Treatment and Prevention Are Key in Opioid Crisis, Former Surgeon General Says
Treatment and prevention programs are an important part of the effort against opioid addiction, the former U.S. surgeon general said in Cleveland yesterday.
Dr. Vivek Murthy spoke at the Global Center for Health Innovation on Thursday with the acting head of the Drug Enforcement Administration and Dr. Toby Cosgrove, the CEO of the Cleveland Clinic.
In an interview before the panel, Murthy said prevention efforts could focus on helping kids learn social and emotional skills.
“Which have a real impact on how they handle stress, how they deal with conflict, and whether or not they turn, to not just drugs, but also unhealthy means like violence, to deal with difficult situations in their life,” Murthy said.

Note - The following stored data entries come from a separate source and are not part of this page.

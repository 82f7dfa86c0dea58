//! Bounded exponential backoff between contended lock attempts.

use std::time::Duration;

/// Initial delay and cap of an exponential backoff sequence.
#[derive(Debug, Clone, Copy, PartialEq, Eq)]
pub struct BackoffPolicy {
    pub initial: Duration,
    pub max: Duration,
}

impl BackoffPolicy {
    /// Contention on local files: 10ms doubling up to 100ms.
    pub const LOCAL: Self = Self {
        initial: Duration::from_millis(10),
        max: Duration::from_millis(100),
    };

    /// Contention on network-backed files: 10ms doubling up to 30s.
    pub const NETWORK: Self = Self {
        initial: Duration::from_millis(10),
        max: Duration::from_secs(30),
    };

    pub fn new(initial: Duration, max: Duration) -> Self {
        Self { initial, max }
    }

    /// Start a fresh delay sequence.
    pub fn delays(&self) -> Backoff {
        Backoff {
            next: self.initial,
            max: self.max,
        }
    }
}

/// An in-progress delay sequence.
#[derive(Debug, Clone)]
pub struct Backoff {
    next: Duration,
    max: Duration,
}

impl Backoff {
    pub fn next_delay(&mut self) -> Duration {
        let delay = self.next.min(self.max);
        self.next = self.next.saturating_mul(2).min(self.max);
        delay
    }
}

#[cfg(test)]
mod tests {
    use super::*;

    #[test]
    fn local_policy_doubles_then_caps() {
        let mut delays = BackoffPolicy::LOCAL.delays();
        let seen: Vec<u128> = (0..6).map(|_| delays.next_delay().as_millis()).collect();
        assert_eq!(seen, vec![10, 20, 40, 80, 100, 100]);
    }

    #[test]
    fn network_policy_caps_at_thirty_seconds() {
        let mut delays = BackoffPolicy::NETWORK.delays();
        let last = (0..20).map(|_| delays.next_delay()).last().unwrap();
        assert_eq!(last, Duration::from_secs(30));
    }

    #[test]
    fn initial_above_max_is_clamped() {
        let mut delays =
            BackoffPolicy::new(Duration::from_millis(500), Duration::from_millis(50)).delays();
        assert_eq!(delays.next_delay(), Duration::from_millis(50));
        assert_eq!(delays.next_delay(), Duration::from_millis(50));
    }
}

Murthy said the increase in opiate prescriptions in recent decades has also contributed to the crisis. But he said there are barriers to getting treatment.
“One is lack of insurance coverage,” he said. “Second is lack of treatment services in the area. But the third, which we don’t talk about and think about enough, is the unfortunate stigma that’s still associated with addiction more broadly, and with opioid addiction in particular.”
The opioid fentanyl was involved in more than half of Cuyahoga County’s drug overdose deaths last year. Forms of it are often manufactured in labs in China and shipped to the United States, Canada or Mexico.
Chuck Rosenberg, the acting administrator of the DEA, said the U.S. has received some help from China on the issue.
“For the very first time to my knowledge, our Chinese counterparts are passing leads to us that are actionable, that we can use in the United States,” Rosenberg said. “I hope that level of cooperation grows.”